Früher war auf unser Haus Verlaß gewesen. Sobald wir uns davon entfernten, strahlte es für uns wie für Seeleute der Leuchtturm, der bei jedem Wetter eine sichere Rückkehr und heimische Geborgenheit verspricht. Wir konnten getrost den Blick von ihm wenden, uns auf der Spur von Abenteuern davonschleichen. Das Haus blieb, unbeweglich wie ein Fels im Sturm.

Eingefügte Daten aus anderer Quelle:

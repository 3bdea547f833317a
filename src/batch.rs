//! Row batches: the unit of streaming transfer between sources and writers.
//!
//! A [`RowBatch`] is a bounded group of rows that share one ordered column
//! layout. Rows are stored positionally (`Vec<Value>` aligned with
//! [`RowBatch::columns`]); [`RowBatch::get`] gives name-based access.
//!
//! Every batch of one table carries the same column names in the same order.
//! That layout comes from the scan query, not from the values, so an empty
//! batch still knows its columns.

use chrono::NaiveDateTime;
use std::fmt;

/// Textual timestamp encoding used wherever a timestamp leaves the typed world
/// (Avro records, restored CSV).
pub const TIMESTAMP_FORMAT: &str = "%Y-%m-%dT%H:%M:%S%.f";

/// A typed scalar cell.
#[derive(Clone, Debug, PartialEq)]
pub enum Value {
    Null,
    Int(i64),
    Float(f64),
    Bool(bool),
    Timestamp(NaiveDateTime),
    Text(String),
}

impl Value {
    /// The column type this value belongs to, or `None` for null.
    #[must_use]
    pub fn column_type(&self) -> Option<ColumnType> {
        match self {
            Value::Null => None,
            Value::Int(_) => Some(ColumnType::Int),
            Value::Float(_) => Some(ColumnType::Float),
            Value::Bool(_) => Some(ColumnType::Bool),
            Value::Timestamp(_) => Some(ColumnType::Timestamp),
            Value::Text(_) => Some(ColumnType::Text),
        }
    }

    #[must_use]
    pub fn is_null(&self) -> bool {
        matches!(self, Value::Null)
    }
}

/// Text rendering used for CSV cells; null renders as the empty string.
impl fmt::Display for Value {
    fn fmt(&self, f: &mut fmt::Formatter<'_>) -> fmt::Result {
        match self {
            Value::Null => Ok(()),
            Value::Int(v) => write!(f, "{v}"),
            Value::Float(v) => write!(f, "{v}"),
            Value::Bool(v) => write!(f, "{v}"),
            Value::Timestamp(ts) => write!(f, "{}", ts.format(TIMESTAMP_FORMAT)),
            Value::Text(s) => f.write_str(s),
        }
    }
}

impl From<i64> for Value {
    fn from(v: i64) -> Self {
        Value::Int(v)
    }
}

impl From<f64> for Value {
    fn from(v: f64) -> Self {
        Value::Float(v)
    }
}

impl From<bool> for Value {
    fn from(v: bool) -> Self {
        Value::Bool(v)
    }
}

impl From<NaiveDateTime> for Value {
    fn from(v: NaiveDateTime) -> Self {
        Value::Timestamp(v)
    }
}

impl From<&str> for Value {
    fn from(v: &str) -> Self {
        Value::Text(v.to_string())
    }
}

impl From<String> for Value {
    fn from(v: String) -> Self {
        Value::Text(v)
    }
}

impl<T: Into<Value>> From<Option<T>> for Value {
    fn from(v: Option<T>) -> Self {
        v.map_or(Value::Null, Into::into)
    }
}

/// Column typing as reported by the data source.
///
/// `Unknown` means the source declared nothing (e.g. an expression column);
/// consumers then look at the values themselves.
#[derive(Clone, Copy, Debug, PartialEq, Eq, Hash)]
pub enum ColumnType {
    Int,
    Float,
    Bool,
    Timestamp,
    Text,
    Unknown,
}

impl fmt::Display for ColumnType {
    fn fmt(&self, f: &mut fmt::Formatter<'_>) -> fmt::Result {
        let s = match self {
            ColumnType::Int => "int",
            ColumnType::Float => "float",
            ColumnType::Bool => "bool",
            ColumnType::Timestamp => "timestamp",
            ColumnType::Text => "text",
            ColumnType::Unknown => "unknown",
        };
        f.write_str(s)
    }
}

/// A named, typed column.
#[derive(Clone, Debug, PartialEq, Eq)]
pub struct Column {
    pub name: String,
    pub ty: ColumnType,
}

impl Column {
    pub fn new(name: impl Into<String>, ty: ColumnType) -> Self {
        Self {
            name: name.into(),
            ty,
        }
    }
}

/// A bounded, ordered group of rows sharing one column layout.
#[derive(Clone, Debug, PartialEq)]
pub struct RowBatch {
    columns: Vec<Column>,
    rows: Vec<Vec<Value>>,
}

impl RowBatch {
    /// An empty batch with the given column layout.
    #[must_use]
    pub fn new(columns: Vec<Column>) -> Self {
        Self {
            columns,
            rows: Vec::new(),
        }
    }

    /// Build a batch from positional rows.
    ///
    /// # Panics
    /// Panics if a row's width differs from the column count. Use
    /// [`RowBatch::push_row`] for fallible construction.
    #[must_use]
    pub fn from_rows(columns: Vec<Column>, rows: Vec<Vec<Value>>) -> Self {
        for (i, row) in rows.iter().enumerate() {
            assert_eq!(
                row.len(),
                columns.len(),
                "row {i} has {} values for {} columns",
                row.len(),
                columns.len()
            );
        }
        Self { columns, rows }
    }

    /// Append one row, rejecting rows whose width does not match the layout.
    ///
    /// # Errors
    /// Returns the rejected row when its width differs from the column count.
    pub fn push_row(&mut self, row: Vec<Value>) -> Result<(), Vec<Value>> {
        if row.len() != self.columns.len() {
            return Err(row);
        }
        self.rows.push(row);
        Ok(())
    }

    #[must_use]
    pub fn columns(&self) -> &[Column] {
        &self.columns
    }

    pub fn column_names(&self) -> impl Iterator<Item = &str> {
        self.columns.iter().map(|c| c.name.as_str())
    }

    #[must_use]
    pub fn rows(&self) -> &[Vec<Value>] {
        &self.rows
    }

    #[must_use]
    pub fn into_rows(self) -> Vec<Vec<Value>> {
        self.rows
    }

    #[must_use]
    pub fn len(&self) -> usize {
        self.rows.len()
    }

    #[must_use]
    pub fn is_empty(&self) -> bool {
        self.rows.is_empty()
    }

    /// Look up a cell by row index and column name.
    #[must_use]
    pub fn get(&self, row: usize, column: &str) -> Option<&Value> {
        let idx = self.columns.iter().position(|c| c.name == column)?;
        self.rows.get(row).map(|r| &r[idx])
    }

    /// Values of one column, top to bottom.
    pub fn column_values(&self, idx: usize) -> impl Iterator<Item = &Value> {
        self.rows.iter().map(move |r| &r[idx])
    }

    /// The effective type of a column: the declared type when the source
    /// provided one, otherwise the type of the first non-null value, otherwise
    /// text.
    #[must_use]
    pub fn resolved_type(&self, idx: usize) -> ColumnType {
        match self.columns[idx].ty {
            ColumnType::Unknown => self
                .column_values(idx)
                .find_map(Value::column_type)
                .unwrap_or(ColumnType::Text),
            ty => ty,
        }
    }

    /// True when `other` has the same column names in the same order.
    #[must_use]
    pub fn same_layout(&self, other: &RowBatch) -> bool {
        self.columns.len() == other.columns.len()
            && self
                .columns
                .iter()
                .zip(&other.columns)
                .all(|(a, b)| a.name == b.name)
    }
}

Woran lag es nur, daß dieser Felsblock mir nun wie von Wind, Salz und Wellen ausgehöhlt vorkam? Hatte es mit unserer veränderten Umwelt oder mit uns selbst und unserem Alter zu tun? Irgendwie gab es jedenfalls einen Sprung in unserer Beziehung zu dem alten Haus, welches, von vielen Fremden bestürmt, uns nicht mehr zu gehören schien es führte plötzlich ein Eigenleben, gehorchte uns nicht mehr.
Es fing damit an, daß die Flüchtlingsfamilie aus Caen bei uns einzog. Am selben Tag brachte Papa zwei amerikanische Offiziere zum Mittagessen mit. Ohne Vorwarnung! Dafür händigte er uns eine bunte Broschüre aus, wo Insignien, Tressenstreifen, Litzen, Wappenschilder und Ordensbänder aller Waffengattungen der amerikanischen Armee farbengetreu abgebildet waren, »damit ihr euch auf Anhieb auskennt, wenn ich zukünftig amerikanische Freunde nach Le Molay bringe!« So war er, unser Vater! Trotzdem oder gerade deshalb freuten wir uns mächtig über seine Anwesenheit (nicht nur wegen unserer Sorgen um Michel).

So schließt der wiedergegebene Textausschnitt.